Photo of the cast of The Amen Corner. Image credit: Scott Suchman / The Shakespeare Theatre


The following is an excerpt from an essay that appeared in James Baldwin Review, Volume 8 (Fall, 2022).


“I know you think I don’t know what’s happening, but I’m beginning to see—something.”
—James Baldwin, The Amen Corner

I will admit this here: I have been afraid of James Baldwin. I only feel encouraged to write this because I have not been alone with this fear. Eddie S. Glaude Jr., for instance, admits his early avoidance was a way to dodge the subsequent introspection and unearthed pain an encounter with Baldwin would invoke. In Michael R. Jackson’s musical, A Strange Loop, the main character, Usher, has visions of Black American cultural ancestors including Baldwin being so disappointed with him that they rise out of their graves to sing their disdain at him—which I found to be a surprisingly accurate depiction of my feelings as well. Similarly, in articulating his relationship with Shakespeare, Baldwin shares that at one point, he “feared him because, in his hands, the English language became the mightiest of instruments.” This fear parallels my own experience with Baldwin.

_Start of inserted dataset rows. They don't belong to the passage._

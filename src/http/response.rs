use bytes::Bytes;
use http::StatusCode;
use http::header::{CONTENT_TYPE, HeaderMap, HeaderValue};
use serde::Serialize;

pub const APPLICATION_JSON: &str = "application/json";
pub const TEXT_HTML: &str = "text/html; charset=utf-8";
pub const APPLICATION_XML: &str = "application/xml";
pub const TEXT_PLAIN: &str = "text/plain; charset=utf-8";
pub const OCTET_STREAM: &str = "application/octet-stream";

/// A synthesized response, owned by the runtime until it has been written
///
/// Every constructor sets `Content-Type` to match the body encoding. Framing
/// headers (`Content-Length`, `Connection`) are added by the codec at write
/// time.
#[derive(Debug, Clone, PartialEq, Eq)]
pub struct OutgoingResponse {
    status: StatusCode,
    headers: HeaderMap,
    body: Bytes,
}

impl OutgoingResponse {
    fn with_content_type(status: StatusCode, content_type: &'static str, body: Bytes) -> Self {
        let mut headers = HeaderMap::new();
        headers.insert(CONTENT_TYPE, HeaderValue::from_static(content_type));
        Self {
            status,
            headers,
            body,
        }
    }

    /// Serializes `value` as a UTF-8 JSON body
    pub fn json<T: Serialize + ?Sized>(status: StatusCode, value: &T) -> Self {
        match serde_json::to_vec(value) {
            Ok(body) => Self::with_content_type(status, APPLICATION_JSON, Bytes::from(body)),
            Err(e) => {
                tracing::error!(error = %e, "Failed to serialize JSON response");
                Self::with_content_type(
                    StatusCode::INTERNAL_SERVER_ERROR,
                    APPLICATION_JSON,
                    Bytes::from_static(br#"{"error":"internal error"}"#),
                )
            }
        }
    }

    pub fn html(body: &'static str) -> Self {
        Self::with_content_type(StatusCode::OK, TEXT_HTML, Bytes::from_static(body.as_bytes()))
    }

    pub fn xml(body: &'static str) -> Self {
        Self::with_content_type(
            StatusCode::OK,
            APPLICATION_XML,
            Bytes::from_static(body.as_bytes()),
        )
    }

    pub fn text(body: impl Into<Bytes>) -> Self {
        Self::with_content_type(StatusCode::OK, TEXT_PLAIN, body.into())
    }

    pub fn binary(body: impl Into<Bytes>) -> Self {
        Self::with_content_type(StatusCode::OK, OCTET_STREAM, body.into())
    }

    /// Drops the body while keeping status and headers
    pub fn without_body(mut self) -> Self {
        self.body = Bytes::new();
        self
    }

    pub fn status(&self) -> StatusCode {
        self.status
    }

    pub fn headers(&self) -> &HeaderMap {
        &self.headers
    }

    pub fn headers_mut(&mut self) -> &mut HeaderMap {
        &mut self.headers
    }

    pub fn body(&self) -> &Bytes {
        &self.body
    }

    /// Whether HTTP forbids a `Content-Length` header for this status
    pub fn forbids_content_length(&self) -> bool {
        self.status.is_informational() || self.status == StatusCode::NO_CONTENT
    }
}
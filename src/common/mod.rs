//! Common traits and helpers used across the echobin library

pub mod test_utils;
pub mod traits;

pub use test_utils::{TestServer, spawn_test_server};
pub use traits::ServerTrait;
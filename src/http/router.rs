use super::error::HttpError;
use super::synth::Synthesizer;
use http::{Method, StatusCode};
use std::time::Duration;

/// Largest body `/bytes/{n}` will produce
pub const MAX_RANDOM_BYTES: usize = 100 * 1024;

/// Capabilities reachable through the route table
#[derive(Debug, Clone, Copy, PartialEq, Eq)]
enum Endpoint {
    EchoGet,
    EchoBody,
    StatusCode,
    HeadersReflect,
    IpReport,
    UserAgentReport,
    DelayedEcho,
    UuidGen,
    Base64Decode,
    Base64Encode,
    RandomBytes,
    FixedJson,
    FixedHtml,
    FixedXml,
    FixedRobots,
}

struct Route {
    method: &'static str,
    pattern: &'static str,
    endpoint: Endpoint,
}

const fn route(method: &'static str, pattern: &'static str, endpoint: Endpoint) -> Route {
    Route {
        method,
        pattern,
        endpoint,
    }
}

// Patterns are exact: literal segments must match byte for byte and a
// `{name}` segment captures exactly one non-empty segment.
const ROUTES: &[Route] = &[
    route("GET", "/get", Endpoint::EchoGet),
    route("POST", "/post", Endpoint::EchoBody),
    route("PUT", "/put", Endpoint::EchoBody),
    route("PATCH", "/patch", Endpoint::EchoBody),
    route("DELETE", "/delete", Endpoint::EchoGet),
    route("GET", "/status/{code}", Endpoint::StatusCode),
    route("POST", "/status/{code}", Endpoint::StatusCode),
    route("PUT", "/status/{code}", Endpoint::StatusCode),
    route("PATCH", "/status/{code}", Endpoint::StatusCode),
    route("DELETE", "/status/{code}", Endpoint::StatusCode),
    route("GET", "/headers", Endpoint::HeadersReflect),
    route("GET", "/ip", Endpoint::IpReport),
    route("GET", "/user-agent", Endpoint::UserAgentReport),
    route("GET", "/delay/{seconds}", Endpoint::DelayedEcho),
    route("GET", "/uuid", Endpoint::UuidGen),
    route("GET", "/base64/{payload}", Endpoint::Base64Decode),
    route("POST", "/base64/encode", Endpoint::Base64Encode),
    route("GET", "/bytes/{n}", Endpoint::RandomBytes),
    route("GET", "/json", Endpoint::FixedJson),
    route("GET", "/html", Endpoint::FixedHtml),
    route("GET", "/xml", Endpoint::FixedXml),
    route("GET", "/robots.txt", Endpoint::FixedRobots),
];

/// Outcome of routing: the synthesizer to run and the raw path parameters
#[derive(Debug, Clone, PartialEq)]
pub struct RouteMatch {
    pub synthesizer: Synthesizer,
    pub params: Vec<(&'static str, String)>,
}

/// Maps `(method, path)` onto the fixed route table
#[derive(Debug, Clone)]
pub struct Router {
    max_delay: Duration,
}

impl Router {
    pub fn new(max_delay: Duration) -> Self {
        Self { max_delay }
    }

    /// Finds the route for `method` and the still percent-encoded `path`
    ///
    /// Path parameters are validated here so that synthesizers only ever see
    /// typed, in-range arguments.
    pub fn route(&self, method: &Method, path: &str) -> Result<RouteMatch, HttpError> {
        let segments: Vec<&str> = match path.strip_prefix('/') {
            Some(rest) => rest.split('/').collect(),
            None => return Err(HttpError::NotFound),
        };

        let (endpoint, params) = ROUTES
            .iter()
            .filter(|route| route.method == method.as_str())
            .find_map(|route| match_pattern(route.pattern, &segments).map(|p| (route.endpoint, p)))
            .ok_or(HttpError::NotFound)?;

        let synthesizer = self.bind(endpoint, &params)?;
        Ok(RouteMatch {
            synthesizer,
            params,
        })
    }

    fn bind(
        &self,
        endpoint: Endpoint,
        params: &[(&'static str, String)],
    ) -> Result<Synthesizer, HttpError> {
        let param = |name: &str| {
            params
                .iter()
                .find(|(key, _)| *key == name)
                .map(|(_, value)| value.as_str())
                .unwrap_or_default()
        };

        Ok(match endpoint {
            Endpoint::EchoGet => Synthesizer::EchoGet,
            Endpoint::EchoBody => Synthesizer::EchoBody,
            Endpoint::StatusCode => Synthesizer::StatusCode(parse_status(param("code"))?),
            Endpoint::HeadersReflect => Synthesizer::HeadersReflect,
            Endpoint::IpReport => Synthesizer::IpReport,
            Endpoint::UserAgentReport => Synthesizer::UserAgentReport,
            Endpoint::DelayedEcho => {
                let requested = parse_seconds(param("seconds"))?;
                let delay = Duration::try_from_secs_f64(requested)
                    .unwrap_or(Duration::MAX)
                    .min(self.max_delay);
                Synthesizer::DelayedEcho { requested, delay }
            }
            Endpoint::UuidGen => Synthesizer::UuidGen,
            Endpoint::Base64Decode => Synthesizer::Base64Decode(param("payload").to_string()),
            Endpoint::Base64Encode => Synthesizer::Base64Encode,
            Endpoint::RandomBytes => Synthesizer::RandomBytes(parse_byte_count(param("n"))?),
            Endpoint::FixedJson => Synthesizer::FixedJson,
            Endpoint::FixedHtml => Synthesizer::FixedHtml,
            Endpoint::FixedXml => Synthesizer::FixedXml,
            Endpoint::FixedRobots => Synthesizer::FixedRobots,
        })
    }
}

fn match_pattern(pattern: &str, segments: &[&str]) -> Option<Vec<(&'static str, String)>> {
    let expected: Vec<&str> = pattern.trim_start_matches('/').split('/').collect();
    if expected.len() != segments.len() {
        return None;
    }

    let mut params = Vec::new();
    for (want, got) in expected.iter().zip(segments) {
        match want.strip_prefix('{').and_then(|w| w.strip_suffix('}')) {
            Some(name) => {
                if got.is_empty() {
                    return None;
                }
                params.push((param_name(name), decode_segment(got)));
            }
            None if want == got => {}
            None => return None,
        }
    }
    Some(params)
}

/// Parameter names are interned from the static route table
fn param_name(name: &str) -> &'static str {
    match name {
        "code" => "code",
        "seconds" => "seconds",
        "payload" => "payload",
        "n" => "n",
        _ => "param",
    }
}

fn decode_segment(segment: &str) -> String {
    String::from_utf8_lossy(&urlencoding::decode_binary(segment.as_bytes())).into_owned()
}

/// Accepts `404` or a comma-separated list such as `500,503`, first entry wins
fn parse_status(raw: &str) -> Result<StatusCode, HttpError> {
    let first = raw.split(',').next().unwrap_or_default().trim();
    let code: u16 = first
        .parse()
        .map_err(|_| {
            HttpError::InvalidParameter(format!("status code must be an integer, got {first:?}"))
        })?;
    if !(100..=599).contains(&code) {
        return Err(HttpError::InvalidParameter(format!(
            "status code must be between 100 and 599, got {code}"
        )));
    }
    StatusCode::from_u16(code)
        .map_err(|e| HttpError::InvalidParameter(format!("invalid status code {code}: {e}")))
}

fn parse_seconds(raw: &str) -> Result<f64, HttpError> {
    let seconds: f64 = raw
        .parse()
        .map_err(|_| {
            HttpError::InvalidParameter(format!("delay must be a number of seconds, got {raw:?}"))
        })?;
    if !seconds.is_finite() || seconds < 0.0 {
        return Err(HttpError::InvalidParameter(format!(
            "delay must be a non-negative number of seconds, got {raw:?}"
        )));
    }
    Ok(seconds)
}

fn parse_byte_count(raw: &str) -> Result<usize, HttpError> {
    match raw.parse::<usize>() {
        Ok(n) if (1..=MAX_RANDOM_BYTES).contains(&n) => Ok(n),
        _ => Err(HttpError::InvalidParameter(format!(
            "n must be an integer between 1 and {MAX_RANDOM_BYTES}, got {raw:?}"
        ))),
    }
}
//! Response synthesizers
//!
//! One variant per diagnostic capability. Every variant is driven through
//! [`Synthesizer::respond`], which turns a request into a response without
//! touching any state shared with other requests, apart from the injected
//! random source.

mod dynamic;
mod echo;
mod formats;
mod status;

use super::error::HttpError;
use super::request::IncomingRequest;
use super::response::OutgoingResponse;
use http::StatusCode;
use rand::rngs::StdRng;
use rand::{RngCore, SeedableRng};
use std::sync::{Mutex, PoisonError};
use std::time::Duration;
use uuid::Uuid;

/// A routed capability with its validated path arguments
#[derive(Debug, Clone, PartialEq)]
pub enum Synthesizer {
    EchoGet,
    EchoBody,
    StatusCode(StatusCode),
    HeadersReflect,
    IpReport,
    UserAgentReport,
    DelayedEcho { requested: f64, delay: Duration },
    UuidGen,
    Base64Decode(String),
    Base64Encode,
    RandomBytes(usize),
    FixedJson,
    FixedHtml,
    FixedXml,
    FixedRobots,
}

impl Synthesizer {
    /// Produces the response for `req`
    ///
    /// Only `DelayedEcho` suspends; dropping the returned future cancels its
    /// timer.
    pub async fn respond(
        &self,
        req: &IncomingRequest,
        entropy: &Entropy,
    ) -> Result<OutgoingResponse, HttpError> {
        match self {
            Synthesizer::EchoGet => Ok(echo::echo_get(req)),
            Synthesizer::EchoBody => Ok(echo::echo_body(req)),
            Synthesizer::StatusCode(code) => Ok(status::status_code(*code)),
            Synthesizer::HeadersReflect => Ok(echo::headers(req)),
            Synthesizer::IpReport => Ok(echo::ip(req)),
            Synthesizer::UserAgentReport => Ok(echo::user_agent(req)),
            Synthesizer::DelayedEcho { requested, delay } => {
                Ok(dynamic::delayed_echo(req, *requested, *delay).await)
            }
            Synthesizer::UuidGen => Ok(dynamic::uuid(entropy)),
            Synthesizer::Base64Decode(payload) => dynamic::base64_decode(payload),
            Synthesizer::Base64Encode => dynamic::base64_encode(req),
            Synthesizer::RandomBytes(n) => Ok(dynamic::random_bytes(*n, entropy)),
            Synthesizer::FixedJson => Ok(formats::json()),
            Synthesizer::FixedHtml => Ok(formats::html()),
            Synthesizer::FixedXml => Ok(formats::xml()),
            Synthesizer::FixedRobots => Ok(formats::robots_txt()),
        }
    }
}

/// Process-wide random source for uuids and random bytes
///
/// Seeded from the OS by default; tests use [`Entropy::seeded`] for
/// reproducible output.
#[derive(Debug)]
pub struct Entropy {
    rng: Mutex<StdRng>,
}

impl Entropy {
    pub fn from_os() -> Self {
        Self {
            rng: Mutex::new(StdRng::from_entropy()),
        }
    }

    pub fn seeded(seed: u64) -> Self {
        Self {
            rng: Mutex::new(StdRng::seed_from_u64(seed)),
        }
    }

    pub fn fill(&self, dest: &mut [u8]) {
        self.rng
            .lock()
            .unwrap_or_else(PoisonError::into_inner)
            .fill_bytes(dest);
    }

    /// A fresh version 4 UUID
    pub fn uuid_v4(&self) -> Uuid {
        let mut bytes = [0u8; 16];
        self.fill(&mut bytes);
        uuid::Builder::from_random_bytes(bytes).into_uuid()
    }
}

impl Default for Entropy {
    fn default() -> Self {
        Self::from_os()
    }
}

I think I have been most afraid of not understanding Baldwin, of misinterpreting and even resisting his ideas. I held these sentiments as I attended the Shakespeare Theatre Company (STC) production of James Baldwin’s The Amen Corner in Washington, DC, in September 2021, feeling intimidated, a bit overwhelmed, and worried that I did not even know where to start. 

Of course, if my undergraduate or graduate students came to me naming similar apprehensions about engaging with a piece of art, I know exactly where I would begin. I specifically teach courses that center around my students’ experiences attending plays. Though the playwrights, actors, and crew of the performances have particular goals in mind or messages they wish to communicate through their art, that is not necessarily where I ask my students to direct their attention. As an arts-based educator and learning designer, I take a constructivist approach to teaching and learning experiences, operating with the assumption that students will learn and “make meaning” of an experience if they can, as George Hein puts it in “The Constructivist Museum”, connect it with what [they] already know.” 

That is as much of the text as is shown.